Fit a BayesR Mixture Model (MCMC or stochastic EM)

Description

BayesR (Erbe et al., 2012) places a four-component mixture prior on allele effects: zero, small, medium, and large effect classes with proportions pi_vec and class variances proportional to sigma2_ah. Use method = “mcmc” for full Bayesian posterior inference, or method = “em” for fast stochastic-EM point estimates (Gaussian only).

Usage

run_bayesr(
  w,
  y,
  wtw_diag,
  X = NULL,
  pi_vec = c(0.95, 0.02, 0.02, 0.01),
  sigma2_e_init,
  sigma2_ah = NULL,
  sigma2_vec = NULL,
  prior_params = NULL,
  mcmc_params = NULL,
  em_params = NULL,
  method = c("mcmc", "em"),
  response_type = c("gaussian", "binary"),
  fold_id = 0L,
  save_rds = FALSE,
  save_path = NULL,
  verbose = FALSE
)

Arguments

`w`	Numeric design matrix (`n x p`). Typically the `$W_ah` element returned by `construct_wah_matrix`.
`y`	Phenotype vector (length `n`). For binary traits use 0/1 coding.
`wtw_diag`	Pre-computed `colSums(w^2)`, length `p`.
`X`	Optional fixed-effects design matrix (`n x q`). When supplied, the model is $y = X\alpha + W\beta + \mu + \epsilon$ with a flat prior on $\alpha$. Do not include a column of ones for the intercept; $\mu$ is sampled separately.
`pi_vec`	Initial mixture proportions for the four classes (zero, small, medium, large). Must sum to 1. Default `c(0.95, 0.02, 0.02, 0.01)`.
`sigma2_e_init`	Initial residual variance. Typically `var(y) * 0.5`; for binary traits fix at `1.0`.
`sigma2_ah`	Prior total genetic variance (required). Typically `var(y) * 0.5`; for binary traits use `1.0`.
`sigma2_vec`	Optional explicit variance vector for EM; if `NULL` it is derived from `sigma2_ah`, `pi_vec`, and `prior_params$variance_class`.
`prior_params`	Optional named list overriding defaults: `a0_e` (10), `a0_g` (10), `variance_class` (`c(0, 0.001, 0.01, 0.1)`). `b0_e` and `b0_g` are computed internally.
`mcmc_params`	Optional named list: `n_iter` (40000), `n_burn` (20000), `n_thin` (10), `seed` (123).
`em_params`	Optional named list: `max_iter` (500), `tol` (`1e-6`).
`method`	Either `“mcmc”` (default) or `“em”`.
`response_type`	`“gaussian”` (default) or `“binary”`. Binary requires `method = “mcmc”`.
`fold_id`	Integer label printed in progress messages; useful when running CV loops.
`save_rds`	If `TRUE` (default) the fit object is written to disk as an RDS file. Set `FALSE` (default) for CV loops.
`save_path`	Optional explicit RDS path. If `NULL` (default), defaults to `“results_bayesr.Rds”` in the current working directory.
`verbose`	If `TRUE`, the Rust engine streams per-iteration progress (start banner, Iter X/Y diagnostics, ESS / Geweke, completion) to stderr. Default `FALSE` keeps the Rust side silent. The brief R post-fit summary (model, runtime, $h^2$, ESS, Geweke) prints regardless.

Details

Algorithm choice. MCMC uses marginalised Gibbs sampling and returns full posterior chains; recommended when posterior uncertainty, ESS, or Geweke diagnostics are needed. EM is much faster but yields no uncertainty quantification and does not support response_type = “binary”.

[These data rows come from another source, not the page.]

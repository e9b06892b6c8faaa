//! Auth probe — asks both auth backends whether the current session is valid.
//!
//! DESIGN
//! ======
//! Two independent mechanisms can authenticate a visitor: a password session
//! (`/user/check`) and a biometric session (`/faceAuth/verify-auth`). Both are
//! queried concurrently and the verdict is their logical OR. The probe waits
//! for both requests to settle; one backend being down must not decide the
//! outcome on its own.
//!
//! ERROR HANDLING
//! ==============
//! Per-endpoint failures (network error, non-2xx status, unparseable body)
//! count as "not authenticated" for that endpoint and are only logged at
//! debug. Anything that prevents the probe from running at all is logged as
//! an error and yields `false`. Callers of [`HttpAuthProbe::verify_auth`]
//! never see an error.

pub mod transport;

use std::sync::Arc;

use async_trait::async_trait;
use reqwest::header::{AUTHORIZATION, COOKIE, HeaderMap, HeaderValue};
use serde_json::Value;
use tracing::{debug, error, info};

use crate::config::ProbeConfig;
use crate::session::SessionStore;

pub use transport::{RawResponse, ReqwestTransport, Transport, TransportError};

// =============================================================================
// ERRORS
// =============================================================================

#[derive(Debug, thiserror::Error)]
pub enum ProbeError {
    /// A session value could not be encoded as an HTTP header.
    #[error("invalid {0} header value")]
    InvalidHeader(&'static str),

    /// The verification routine failed as a whole.
    #[error("auth probe failed: {0}")]
    Failed(String),
}

// =============================================================================
// PROBE TRAIT
// =============================================================================

/// Produces a fresh auth verdict on every call. Verdicts are never cached.
#[async_trait]
pub trait AuthProbe: Send + Sync {
    /// Check whether the current session is authenticated.
    ///
    /// # Errors
    ///
    /// Implementations may surface a [`ProbeError`]; guards decide how to
    /// fail closed on it.
    async fn verify(&self) -> Result<bool, ProbeError>;
}

// =============================================================================
// ENDPOINTS
// =============================================================================

#[derive(Debug, Clone, Copy, PartialEq, Eq)]
pub enum Endpoint {
    /// Password-session check; carries the bearer header.
    UserCheck,
    /// Biometric-session check; cookies only.
    FaceAuth,
}

impl Endpoint {
    #[must_use]
    pub fn name(self) -> &'static str {
        match self {
            Self::UserCheck => "user_check",
            Self::FaceAuth => "face_auth",
        }
    }
}

// =============================================================================
// HTTP PROBE
// =============================================================================

/// Auth probe backed by the two HTTP check endpoints.
pub struct HttpAuthProbe<T = ReqwestTransport> {
    config: ProbeConfig,
    session: Arc<dyn SessionStore>,
    transport: T,
}

impl HttpAuthProbe<ReqwestTransport> {
    /// Build a probe with the production `reqwest` transport.
    ///
    /// # Errors
    ///
    /// Returns a [`TransportError`] if the HTTP client cannot be built.
    pub fn from_config(config: ProbeConfig, session: Arc<dyn SessionStore>) -> Result<Self, TransportError> {
        Ok(Self::new(config, session, ReqwestTransport::new()?))
    }
}

impl<T: Transport> HttpAuthProbe<T> {
    #[must_use]
    pub fn new(config: ProbeConfig, session: Arc<dyn SessionStore>, transport: T) -> Self {
        Self { config, session, transport }
    }

    #[must_use]
    pub fn config(&self) -> &ProbeConfig {
        &self.config
    }

    /// Run both checks and reduce them to a verdict. Never fails.
    pub async fn verify_auth(&self) -> bool {
        match self.check().await {
            Ok(authenticated) => authenticated,
            Err(e) => {
                error!(error = %e, "auth verification failed");
                false
            }
        }
    }

    async fn check(&self) -> Result<bool, ProbeError> {
        let (user_headers, face_headers) = self.request_headers()?;
        let user_url = self.config.user_check_url();
        let face_url = self.config.face_check_url();

        let (user, face) = futures::future::join(
            self.transport.get(&user_url, user_headers),
            self.transport.get(&face_url, face_headers),
        )
        .await;

        let authenticated = reduce([(Endpoint::UserCheck, user), (Endpoint::FaceAuth, face)]);
        info!(authenticated, "auth probe verdict");
        Ok(authenticated)
    }

    /// Headers for the user-check and face-auth requests respectively.
    fn request_headers(&self) -> Result<(HeaderMap, HeaderMap), ProbeError> {
        let mut face = self.config.default_headers.clone();
        if let Some(cookies) = self.session.cookie_header() {
            let value = HeaderValue::from_str(&cookies).map_err(|_| ProbeError::InvalidHeader("cookie"))?;
            face.insert(COOKIE, value);
        }

        let mut user = face.clone();
        if let Some(token) = self.session.token() {
            let value =
                HeaderValue::from_str(&format!("Bearer {token}")).map_err(|_| ProbeError::InvalidHeader("authorization"))?;
            user.insert(AUTHORIZATION, value);
        }

        Ok((user, face))
    }
}

#[async_trait]
impl<T: Transport> AuthProbe for HttpAuthProbe<T> {
    async fn verify(&self) -> Result<bool, ProbeError> {
        Ok(self.verify_auth().await)
    }
}

// =============================================================================
// REDUCTION
// =============================================================================

/// OR together the settled outcomes of every endpoint.
///
/// Every outcome is inspected (and logged) even after one authenticates.
pub fn reduce<I>(outcomes: I) -> bool
where
    I: IntoIterator<Item = (Endpoint, Result<RawResponse, TransportError>)>,
{
    outcomes
        .into_iter()
        .map(|(endpoint, outcome)| match outcome {
            Ok(response) => {
                let authenticated = response_authenticates(&response);
                debug!(endpoint = endpoint.name(), status = response.status, authenticated, "auth endpoint settled");
                authenticated
            }
            Err(e) => {
                debug!(endpoint = endpoint.name(), error = %e, "auth endpoint unreachable");
                false
            }
        })
        .fold(false, |acc, authenticated| acc || authenticated)
}

/// Whether one settled response asserts authentication.
///
/// Requires a 2xx status and a JSON body. The body authenticates unless it
/// carries `"authenticated": false` exactly; a `null` body never does.
#[must_use]
pub fn response_authenticates(response: &RawResponse) -> bool {
    if !response.is_success() {
        return false;
    }
    match serde_json::from_str::<Value>(&response.body) {
        Ok(Value::Null) | Err(_) => false,
        Ok(body) => body.get("authenticated") != Some(&Value::Bool(false)),
    }
}

#[cfg(test)]
#[path = "mod_test.rs"]
mod tests;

Auto-save. By default the returned fit is also saved to results_bayesr.Rds in getwd(). Set save_rds = FALSE (or pass an explicit save_path) when running cross-validation loops to avoid overwriting earlier folds.

Three usage scenarios. The same run_bayesr() + summary() + predict() pipeline supports:

Full-data fit: train on all data; predict(fit) returns in-sample metrics.
Train-test split: train on a subset; evaluate via predict(fit, W_test, y_test).
k-fold CV: the user loops over folds, calling run_bayesr() with save_rds = FALSE and fold_id = k, then predict() on each held-out fold.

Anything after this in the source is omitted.